Introduction Assessment
The assessment of length tension in muscle involves the use of clinical reasoning and interpretation of the subjective and objective assessment findings. These findings include:
- the referral pattern of pain;
- positional findings on observation;
- changes in active and passive range of motion;
- findings on palpation; and
- activation of the muscle and the flexibility of the muscle during the length tension assessment of the myofascial structures.
Differentiation must also be made in the tension and barrier that are palpated to determine whether this is due to the myofascial tissue or the neuromeningeal tissue. Conclusions are then based on these combined tests and the muscle is determined to be normal, hypertonic, shortened or lengthened.
The therapist may incorporate principles of neuromeningeal assessment to determine whether the tension and barrier present are due to the myofascial tissues or to the neuromeningeal structures. Excellent resources are available on the assessment of neuromeningeal tissue, and readers are advised to refer to these for further information and more details. Therapists must have an appreciation for the uniqueness of our anatomy. All tension testing described in this book may have to be slightly altered to accommodate the examiner’s or the patient’s anatomy.
End feel
The different sensations imparted to the hand of the therapist at the extremes of the passive range of motion is termed the end feel. The end feel caused by changes in the myofascial system will be different from some of the end feels associated with a joint restriction.

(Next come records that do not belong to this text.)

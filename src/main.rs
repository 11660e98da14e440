//! relocator - Move an application's root data directory.
//!
//! Usage:
//!   relocator show                  Show the current root directory
//!   relocator move DEST [--copy]    Relocate the root directory to DEST
//!   relocator clean PATH            Delete a leftover old root directory
//!   relocator --help                Show help

use std::io::{BufRead, Write};
use std::path::{Path, PathBuf};
use std::sync::Arc;

use clap::{Parser, Subcommand, ValueEnum};
use color_eyre::eyre::{bail, Context, Result};
use tracing_subscriber::EnvFilter;

use relocator_coordinator::{CleanupOutcome, Coordinator, RelocationRecord, TransferStateKind};
use relocator_core::{PreferenceStore, RelocatorConfig, TransferEngine};
use relocator_engine::{
    CachedPreferenceStore, EventChannel, FilePreferenceStore, FsTransferEngine, TransferOptions,
};

#[derive(Parser)]
#[command(
    name = "relocator",
    version,
    about = "Move an application's root data directory",
    long_about = "relocator moves the root data directory to a new location, optionally \
                  copying the existing contents, and cleans up the old directory once \
                  the new one is in effect."
)]
struct Cli {
    /// Config file (defaults to the platform config directory)
    #[arg(short, long, global = true)]
    config: Option<PathBuf>,

    #[command(subcommand)]
    command: Command,
}

#[derive(Subcommand)]
enum Command {
    /// Show the current root directory
    Show {
        /// Output format
        #[arg(short, long, default_value = "text")]
        format: OutputFormat,
    },

    /// Relocate the root directory
    Move {
        /// New root directory
        destination: PathBuf,

        /// Copy the existing contents into the new directory
        #[arg(short, long)]
        copy: bool,

        /// Delete the old directory after a successful relocation
        #[arg(long)]
        clean: bool,

        /// Do not ask for confirmation
        #[arg(short, long)]
        yes: bool,

        /// Output format
        #[arg(short, long, default_value = "text")]
        format: OutputFormat,
    },

    /// Delete an old root directory left behind by a relocation
    Clean {
        /// Directory to delete
        path: PathBuf,

        /// Do not ask for confirmation
        #[arg(short, long)]
        yes: bool,
    },
}

#[derive(Debug, Clone, Copy, ValueEnum, Default)]
enum OutputFormat {
    #[default]
    Text,
    Json,
}

/// Collaborators wired from the config.
struct Session {
    store: Arc<CachedPreferenceStore<FilePreferenceStore>>,
    events: EventChannel,
    engine: Arc<FsTransferEngine>,
}

impl Session {
    fn new(config: &RelocatorConfig) -> Self {
        let store = Arc::new(CachedPreferenceStore::new(FilePreferenceStore::from_config(config)));
        let events = EventChannel::new(config.channel_name.as_str(), config.channel_capacity);
        let engine = Arc::new(FsTransferEngine::new(
            store.clone(),
            events.clone(),
            TransferOptions::from(config),
        ));
        Self {
            store,
            events,
            engine,
        }
    }

    fn coordinator(&self) -> Coordinator {
        Coordinator::new(self.store.clone(), self.store.clone(), self.engine.clone())
    }
}

fn main() -> Result<()> {
    color_eyre::install()?;
    init_logging();

    let cli = Cli::parse();
    let config = match &cli.config {
        Some(path) => RelocatorConfig::load(path),
        None => RelocatorConfig::load_default(),
    }
    .context("Failed to load config")?;
    tracing::debug!(settings = %config.settings_path.display(), key = %config.preference_key, "Config loaded");
    let session = Session::new(&config);

    match cli.command {
        Command::Show { format } => run_show(&session, format)?,
        Command::Move {
            destination,
            copy,
            clean,
            yes,
            format,
        } => {
            let rt = tokio::runtime::Runtime::new()?;
            rt.block_on(run_move(&session, destination, copy, clean, yes, format))?;
        }
        Command::Clean { path, yes } => {
            let rt = tokio::runtime::Runtime::new()?;
            rt.block_on(run_clean(&session, &path, yes))?;
        }
    }

    Ok(())
}

/// Log to stderr, filtered by `RELOCATOR_LOG` (default: warnings only).
fn init_logging() {
    let filter = EnvFilter::try_from_env("RELOCATOR_LOG").unwrap_or_else(|_| EnvFilter::new("warn"));
    tracing_subscriber::fmt()
        .with_env_filter(filter)
        .with_writer(std::io::stderr)
        .init();
}

/// Print the current root directory.
fn run_show(session: &Session, format: OutputFormat) -> Result<()> {
    let root = session.store.get().context("Failed to read root directory")?;

    match format {
        OutputFormat::Text => println!("{}", root.display()),
        OutputFormat::Json => {
            let value = serde_json::json!({
                "key": session.store.key(),
                "root_directory": root,
                "settings": session.store.inner().path(),
            });
            println!("{}", serde_json::to_string_pretty(&value)?);
        }
    }

    Ok(())
}

/// Stage, confirm and optionally clean up a relocation.
async fn run_move(
    session: &Session,
    destination: PathBuf,
    copy: bool,
    clean: bool,
    yes: bool,
    format: OutputFormat,
) -> Result<()> {
    let coordinator = session.coordinator();
    let subscription = coordinator.listen(session.events.subscribe());

    coordinator.start(&destination)?;
    let record = coordinator.snapshot();
    let from = record
        .previous_directory
        .as_deref()
        .map(|p| p.display().to_string())
        .unwrap_or_else(|| "<unknown>".to_string());

    let action = if copy { "Copy contents and move" } else { "Move" };
    let prompt = format!("{action} root directory {from} -> {}?", destination.display());
    if !yes && !ask(&prompt)? {
        coordinator.reset();
        eprintln!("Aborted.");
        return Ok(());
    }

    let printer = tokio::spawn(print_progress(coordinator.watch()));
    let outcome = coordinator.confirm(copy).await;
    printer.abort();
    eprintln!();

    if outcome? == TransferStateKind::Success && clean {
        match coordinator.clear_old_dir().await {
            CleanupOutcome::Deleted => eprintln!("Removed old directory {from}"),
            CleanupOutcome::Retained => eprintln!("Could not remove old directory {from}, run `relocator clean` later"),
            CleanupOutcome::Skipped => {}
        }
    }

    subscription.shutdown().await;
    let record = coordinator.snapshot();
    print_record(&record, format)?;

    if let Some(message) = record.last_error() {
        bail!("Relocation failed: {message}");
    }
    Ok(())
}

/// Delete a leftover directory through the transfer engine.
async fn run_clean(session: &Session, path: &Path, yes: bool) -> Result<()> {
    if !yes && !ask(&format!("Delete {}?", path.display()))? {
        eprintln!("Aborted.");
        return Ok(());
    }

    session
        .engine
        .delete(path)
        .await
        .context(format!("Failed to delete {}", path.display()))?;
    eprintln!("Removed {}", path.display());
    Ok(())
}

/// Render progress samples on stderr until aborted.
async fn print_progress(mut watch: tokio::sync::watch::Receiver<RelocationRecord>) {
    while watch.changed().await.is_ok() {
        let record = watch.borrow_and_update().clone();
        if record.kind() != TransferStateKind::Loading || record.progress.total_units == 0 {
            continue;
        }
        eprint!(
            "\r Copying {}/{} files ({:.0}%)",
            record.progress.completed_units,
            record.progress.total_units,
            record.progress.fraction() * 100.0
        );
        let _ = std::io::stderr().flush();
    }
}

fn print_record(record: &RelocationRecord, format: OutputFormat) -> Result<()> {
    match format {
        OutputFormat::Text => {
            println!(" State:     {}", record.kind());
            if let Some(dir) = &record.previous_directory {
                println!(" Root:      {}", dir.display());
            }
            if let Some(dir) = record.target_directory() {
                println!(" Target:    {}", dir.display());
            }
            if let Some(dir) = record.pending_delete_directory() {
                println!(" Old dir:   {} (not deleted)", dir.display());
            }
            if let Some(message) = record.last_error() {
                println!(" Error:     {message}");
            }
        }
        OutputFormat::Json => println!("{}", serde_json::to_string_pretty(record)?),
    }
    Ok(())
}

/// Ask a yes/no question on stdin.
fn ask(prompt: &str) -> Result<bool> {
    eprint!("{prompt} [y/N] ");
    std::io::stderr().flush()?;

    let mut answer = String::new();
    std::io::stdin().lock().read_line(&mut answer)?;
    Ok(matches!(answer.trim().to_ascii_lowercase().as_str(), "y" | "yes"))
}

Normal muscle at rest, and preferably with gravity eliminated, will feel soft. It will have the same feel as palpating raw steak or soft tofu. The length and tension will be as expected for the age of the patient. The contralateral muscle can be tested to confirm this. A normal muscle will contract with voluntary electromyographic ( EMG ) activity.
Hypertonic muscle has increased elastic and viscoelastic stiffness in the absence of contractile activity. Palpation of the hypertonic muscle will feel similar to palpating well-done steak, and it will have decreased length on testing. Muscle spasm is an abnormal muscle contraction and is often painful. The EMG activity is not under voluntary control. This strong contraction will limit movement significantly. A muscle spasm is velocity dependent. If the muscle is lengthened or moved quickly, spasm will increase.
Truly shortened muscle, or a muscle contracture, is often present post trauma and will feel gristly, tight and short on testing. The muscle contractile unit is shortened in the absence of EMG activity. When the muscle is lengthened or moved, the response is velocity independent. It does not matter if the movement is performed quickly or slowly, the response and length remains unchanged.
The therapist must recognize the different sensations imparted to the hands at the end of the available passive range of motion and gently sense the point at which the range of motion stops. It is with our palpation skills that we determine that it is in fact the muscle being tested that is felt to be tense and that is providing the resistance to the passive movement. Both the hand providing stabilization and the hand moving the body part must together sense the tension in the muscle and the barrier present.
Clinical reasoning
Length tension test findings may be unrelated to the palpation findings found in muscle at rest. Therapists must base their conclusions on a clinical reasoning approach to rule out other problems or tissues at fault. Length tension testing should preferably be performed in supine lying or prone lying to unload the muscle and neutralize the effect of gravity. This cannot always be done, however, and thus alternative test positions are also described.